Stored records

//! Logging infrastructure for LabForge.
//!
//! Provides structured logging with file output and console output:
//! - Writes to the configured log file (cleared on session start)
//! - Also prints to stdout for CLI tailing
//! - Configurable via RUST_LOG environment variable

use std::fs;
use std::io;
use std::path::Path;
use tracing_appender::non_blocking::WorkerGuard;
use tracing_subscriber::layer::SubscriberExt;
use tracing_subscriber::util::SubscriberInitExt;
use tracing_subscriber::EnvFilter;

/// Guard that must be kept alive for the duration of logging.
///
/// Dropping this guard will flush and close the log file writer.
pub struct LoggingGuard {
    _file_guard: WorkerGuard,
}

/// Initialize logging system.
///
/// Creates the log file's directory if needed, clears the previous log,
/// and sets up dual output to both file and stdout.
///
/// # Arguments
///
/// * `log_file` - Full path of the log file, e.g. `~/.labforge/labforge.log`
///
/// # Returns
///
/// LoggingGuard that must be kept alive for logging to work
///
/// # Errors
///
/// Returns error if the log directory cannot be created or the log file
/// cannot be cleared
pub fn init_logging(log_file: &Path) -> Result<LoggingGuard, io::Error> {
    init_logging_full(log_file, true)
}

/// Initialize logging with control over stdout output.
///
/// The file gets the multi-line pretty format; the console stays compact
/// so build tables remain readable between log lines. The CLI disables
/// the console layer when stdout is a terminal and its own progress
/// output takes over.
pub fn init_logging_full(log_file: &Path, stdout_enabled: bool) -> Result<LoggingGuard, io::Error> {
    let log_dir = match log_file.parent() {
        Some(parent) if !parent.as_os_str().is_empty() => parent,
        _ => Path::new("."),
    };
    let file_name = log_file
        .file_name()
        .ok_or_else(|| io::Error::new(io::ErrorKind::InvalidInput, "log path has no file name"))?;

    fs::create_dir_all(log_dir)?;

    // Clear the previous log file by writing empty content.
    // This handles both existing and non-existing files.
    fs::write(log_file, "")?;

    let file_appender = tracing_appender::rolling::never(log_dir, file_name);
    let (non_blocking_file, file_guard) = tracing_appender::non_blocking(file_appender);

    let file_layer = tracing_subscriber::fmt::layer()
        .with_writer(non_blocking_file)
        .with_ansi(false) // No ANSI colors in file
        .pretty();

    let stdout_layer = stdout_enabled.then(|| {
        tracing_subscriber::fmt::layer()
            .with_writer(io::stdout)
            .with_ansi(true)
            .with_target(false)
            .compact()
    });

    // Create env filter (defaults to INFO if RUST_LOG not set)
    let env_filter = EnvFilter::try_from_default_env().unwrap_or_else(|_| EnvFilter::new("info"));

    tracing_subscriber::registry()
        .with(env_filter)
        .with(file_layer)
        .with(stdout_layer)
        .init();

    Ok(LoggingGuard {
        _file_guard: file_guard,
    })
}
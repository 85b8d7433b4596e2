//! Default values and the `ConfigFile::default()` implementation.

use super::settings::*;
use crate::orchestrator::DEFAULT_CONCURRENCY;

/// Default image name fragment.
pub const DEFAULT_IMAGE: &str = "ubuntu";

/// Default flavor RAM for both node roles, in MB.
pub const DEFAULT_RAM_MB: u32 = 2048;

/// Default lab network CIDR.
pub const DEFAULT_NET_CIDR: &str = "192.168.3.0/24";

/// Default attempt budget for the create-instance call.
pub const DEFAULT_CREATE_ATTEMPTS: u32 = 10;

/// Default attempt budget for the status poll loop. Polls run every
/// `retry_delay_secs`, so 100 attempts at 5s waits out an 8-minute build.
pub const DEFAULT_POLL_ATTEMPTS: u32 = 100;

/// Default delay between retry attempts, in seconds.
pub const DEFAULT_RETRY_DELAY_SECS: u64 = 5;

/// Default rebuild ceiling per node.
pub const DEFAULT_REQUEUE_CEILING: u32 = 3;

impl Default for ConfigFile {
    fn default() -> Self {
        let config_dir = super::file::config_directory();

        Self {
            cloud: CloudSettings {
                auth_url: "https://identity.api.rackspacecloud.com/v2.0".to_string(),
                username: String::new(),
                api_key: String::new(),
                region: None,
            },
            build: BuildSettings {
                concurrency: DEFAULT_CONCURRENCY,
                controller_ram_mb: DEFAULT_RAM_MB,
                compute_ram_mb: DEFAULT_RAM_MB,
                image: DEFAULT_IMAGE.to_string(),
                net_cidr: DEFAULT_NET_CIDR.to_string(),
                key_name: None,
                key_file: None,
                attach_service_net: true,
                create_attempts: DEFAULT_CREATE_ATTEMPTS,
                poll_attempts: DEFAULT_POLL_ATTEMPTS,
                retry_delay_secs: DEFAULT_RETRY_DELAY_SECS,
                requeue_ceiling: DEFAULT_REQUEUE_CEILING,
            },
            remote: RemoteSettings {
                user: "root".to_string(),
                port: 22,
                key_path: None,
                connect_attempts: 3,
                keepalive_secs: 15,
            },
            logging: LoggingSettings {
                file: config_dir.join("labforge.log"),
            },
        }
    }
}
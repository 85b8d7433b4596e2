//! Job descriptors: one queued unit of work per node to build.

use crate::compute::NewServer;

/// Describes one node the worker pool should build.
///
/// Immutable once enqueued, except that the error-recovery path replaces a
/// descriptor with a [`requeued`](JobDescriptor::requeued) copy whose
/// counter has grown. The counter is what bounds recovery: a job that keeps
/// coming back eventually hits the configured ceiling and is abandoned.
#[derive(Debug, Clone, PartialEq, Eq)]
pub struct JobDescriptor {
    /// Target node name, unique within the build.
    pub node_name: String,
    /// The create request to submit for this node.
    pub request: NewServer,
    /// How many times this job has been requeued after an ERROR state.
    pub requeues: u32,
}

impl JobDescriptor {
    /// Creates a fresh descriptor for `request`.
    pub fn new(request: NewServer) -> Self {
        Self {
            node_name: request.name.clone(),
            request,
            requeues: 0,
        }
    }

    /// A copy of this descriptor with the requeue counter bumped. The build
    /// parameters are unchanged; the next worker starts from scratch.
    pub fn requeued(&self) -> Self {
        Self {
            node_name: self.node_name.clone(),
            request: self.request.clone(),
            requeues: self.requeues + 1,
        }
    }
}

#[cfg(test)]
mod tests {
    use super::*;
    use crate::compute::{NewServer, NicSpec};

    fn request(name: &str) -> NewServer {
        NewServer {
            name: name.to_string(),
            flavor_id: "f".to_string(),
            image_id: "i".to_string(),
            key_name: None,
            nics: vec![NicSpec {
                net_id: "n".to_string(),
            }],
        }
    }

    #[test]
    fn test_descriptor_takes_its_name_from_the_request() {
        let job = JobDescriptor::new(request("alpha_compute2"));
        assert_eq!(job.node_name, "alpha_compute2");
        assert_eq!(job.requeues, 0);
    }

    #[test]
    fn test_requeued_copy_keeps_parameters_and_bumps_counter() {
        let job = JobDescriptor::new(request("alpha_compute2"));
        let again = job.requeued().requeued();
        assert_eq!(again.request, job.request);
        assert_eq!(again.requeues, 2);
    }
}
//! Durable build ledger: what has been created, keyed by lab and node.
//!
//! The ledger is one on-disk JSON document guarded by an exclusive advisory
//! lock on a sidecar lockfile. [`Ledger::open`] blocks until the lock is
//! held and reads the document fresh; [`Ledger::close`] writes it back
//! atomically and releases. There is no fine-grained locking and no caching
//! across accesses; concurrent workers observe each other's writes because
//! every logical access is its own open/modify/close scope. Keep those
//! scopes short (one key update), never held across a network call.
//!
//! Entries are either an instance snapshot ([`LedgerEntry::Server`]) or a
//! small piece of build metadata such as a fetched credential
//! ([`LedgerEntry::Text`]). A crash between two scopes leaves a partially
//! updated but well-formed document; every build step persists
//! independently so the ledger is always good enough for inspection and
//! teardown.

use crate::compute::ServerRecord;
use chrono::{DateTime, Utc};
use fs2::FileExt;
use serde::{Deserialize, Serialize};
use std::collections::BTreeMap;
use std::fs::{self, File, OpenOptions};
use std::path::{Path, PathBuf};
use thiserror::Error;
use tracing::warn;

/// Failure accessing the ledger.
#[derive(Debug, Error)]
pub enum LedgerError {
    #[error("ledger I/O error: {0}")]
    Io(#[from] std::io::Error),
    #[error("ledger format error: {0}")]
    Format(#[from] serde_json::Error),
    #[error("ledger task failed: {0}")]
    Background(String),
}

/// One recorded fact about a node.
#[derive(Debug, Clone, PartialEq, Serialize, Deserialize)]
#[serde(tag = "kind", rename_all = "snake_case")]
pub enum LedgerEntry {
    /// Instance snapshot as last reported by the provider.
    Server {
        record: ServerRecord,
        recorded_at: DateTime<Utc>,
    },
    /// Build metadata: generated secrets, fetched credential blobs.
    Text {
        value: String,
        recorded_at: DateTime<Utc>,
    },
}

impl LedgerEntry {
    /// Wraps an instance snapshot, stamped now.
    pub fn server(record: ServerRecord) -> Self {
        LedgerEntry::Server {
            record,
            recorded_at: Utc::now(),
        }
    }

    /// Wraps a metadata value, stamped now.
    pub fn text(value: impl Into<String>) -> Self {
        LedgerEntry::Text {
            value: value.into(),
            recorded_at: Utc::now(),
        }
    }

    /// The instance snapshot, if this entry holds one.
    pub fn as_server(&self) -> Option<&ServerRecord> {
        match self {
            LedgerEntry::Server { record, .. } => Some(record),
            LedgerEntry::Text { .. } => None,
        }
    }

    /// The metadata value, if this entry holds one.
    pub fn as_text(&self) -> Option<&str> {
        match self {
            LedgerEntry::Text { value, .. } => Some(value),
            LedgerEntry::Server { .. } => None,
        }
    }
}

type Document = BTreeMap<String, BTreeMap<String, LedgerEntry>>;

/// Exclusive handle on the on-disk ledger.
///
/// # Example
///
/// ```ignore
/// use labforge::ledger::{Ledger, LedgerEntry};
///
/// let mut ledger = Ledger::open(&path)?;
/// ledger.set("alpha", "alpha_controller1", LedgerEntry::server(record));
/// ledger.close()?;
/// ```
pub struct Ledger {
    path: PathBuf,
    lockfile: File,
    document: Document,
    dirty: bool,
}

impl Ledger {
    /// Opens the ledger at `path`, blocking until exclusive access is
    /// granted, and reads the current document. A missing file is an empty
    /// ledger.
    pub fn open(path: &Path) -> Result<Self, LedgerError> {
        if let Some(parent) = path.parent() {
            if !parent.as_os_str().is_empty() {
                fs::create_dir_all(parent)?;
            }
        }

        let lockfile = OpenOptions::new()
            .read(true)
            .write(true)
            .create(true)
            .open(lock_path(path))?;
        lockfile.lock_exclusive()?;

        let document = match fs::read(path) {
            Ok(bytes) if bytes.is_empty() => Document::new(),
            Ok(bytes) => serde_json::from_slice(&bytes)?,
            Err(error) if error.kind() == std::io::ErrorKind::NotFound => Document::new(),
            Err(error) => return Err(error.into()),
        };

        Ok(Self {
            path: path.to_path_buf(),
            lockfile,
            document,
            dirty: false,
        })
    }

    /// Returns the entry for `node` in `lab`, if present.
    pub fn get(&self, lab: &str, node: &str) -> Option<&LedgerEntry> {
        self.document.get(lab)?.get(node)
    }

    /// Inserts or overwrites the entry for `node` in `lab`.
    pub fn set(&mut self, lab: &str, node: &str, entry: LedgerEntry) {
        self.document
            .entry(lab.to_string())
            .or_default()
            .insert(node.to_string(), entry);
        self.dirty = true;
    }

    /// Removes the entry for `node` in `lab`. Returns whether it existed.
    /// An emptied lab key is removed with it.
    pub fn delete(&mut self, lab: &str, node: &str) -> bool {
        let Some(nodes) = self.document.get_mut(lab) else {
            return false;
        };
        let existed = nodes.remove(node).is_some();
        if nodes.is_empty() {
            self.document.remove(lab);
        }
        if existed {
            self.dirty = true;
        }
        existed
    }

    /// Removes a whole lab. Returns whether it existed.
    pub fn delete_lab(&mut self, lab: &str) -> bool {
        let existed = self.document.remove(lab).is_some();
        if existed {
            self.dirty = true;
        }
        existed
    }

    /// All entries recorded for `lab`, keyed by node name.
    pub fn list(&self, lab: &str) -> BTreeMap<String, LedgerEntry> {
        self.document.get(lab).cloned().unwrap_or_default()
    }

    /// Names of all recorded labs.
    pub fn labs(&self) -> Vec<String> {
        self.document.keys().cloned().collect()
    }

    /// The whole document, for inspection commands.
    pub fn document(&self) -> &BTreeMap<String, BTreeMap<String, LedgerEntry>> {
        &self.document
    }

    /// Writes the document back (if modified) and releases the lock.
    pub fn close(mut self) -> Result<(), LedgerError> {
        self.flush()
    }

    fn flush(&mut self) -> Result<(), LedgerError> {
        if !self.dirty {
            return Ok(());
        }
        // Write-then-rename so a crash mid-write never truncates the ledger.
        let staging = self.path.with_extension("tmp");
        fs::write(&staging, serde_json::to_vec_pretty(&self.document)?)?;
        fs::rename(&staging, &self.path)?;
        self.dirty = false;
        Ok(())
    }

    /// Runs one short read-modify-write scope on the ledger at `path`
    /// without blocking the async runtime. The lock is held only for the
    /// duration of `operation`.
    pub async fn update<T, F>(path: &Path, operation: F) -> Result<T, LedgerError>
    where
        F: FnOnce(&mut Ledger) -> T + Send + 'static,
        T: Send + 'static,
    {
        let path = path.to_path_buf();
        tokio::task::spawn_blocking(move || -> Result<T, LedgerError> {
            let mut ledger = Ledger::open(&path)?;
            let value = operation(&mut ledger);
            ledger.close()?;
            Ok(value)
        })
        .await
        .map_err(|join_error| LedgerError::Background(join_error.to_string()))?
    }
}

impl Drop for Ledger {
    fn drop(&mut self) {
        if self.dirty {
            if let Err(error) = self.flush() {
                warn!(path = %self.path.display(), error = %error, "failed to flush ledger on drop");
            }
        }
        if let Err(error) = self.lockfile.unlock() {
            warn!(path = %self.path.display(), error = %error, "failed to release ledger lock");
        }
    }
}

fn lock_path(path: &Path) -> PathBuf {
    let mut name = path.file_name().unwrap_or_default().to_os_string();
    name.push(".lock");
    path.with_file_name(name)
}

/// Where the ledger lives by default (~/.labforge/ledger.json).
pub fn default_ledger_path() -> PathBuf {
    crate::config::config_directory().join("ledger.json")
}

• Task item: Please retype, with no changes, the lines that run from the first line of the entries to the line with "use tracing_subscriber::EnvFilter;", both ends included.

• Exercise output:
//! Logging infrastructure for LabForge.
//!
//! Provides structured logging with file output and console output:
//! - Writes to the configured log file (cleared on session start)
//! - Also prints to stdout for CLI tailing
//! - Configurable via RUST_LOG environment variable

use std::fs;
use std::io;
use std::path::Path;
use tracing_appender::non_blocking::WorkerGuard;
use tracing_subscriber::layer::SubscriberExt;
use tracing_subscriber::util::SubscriberInitExt;
use tracing_subscriber::EnvFilter;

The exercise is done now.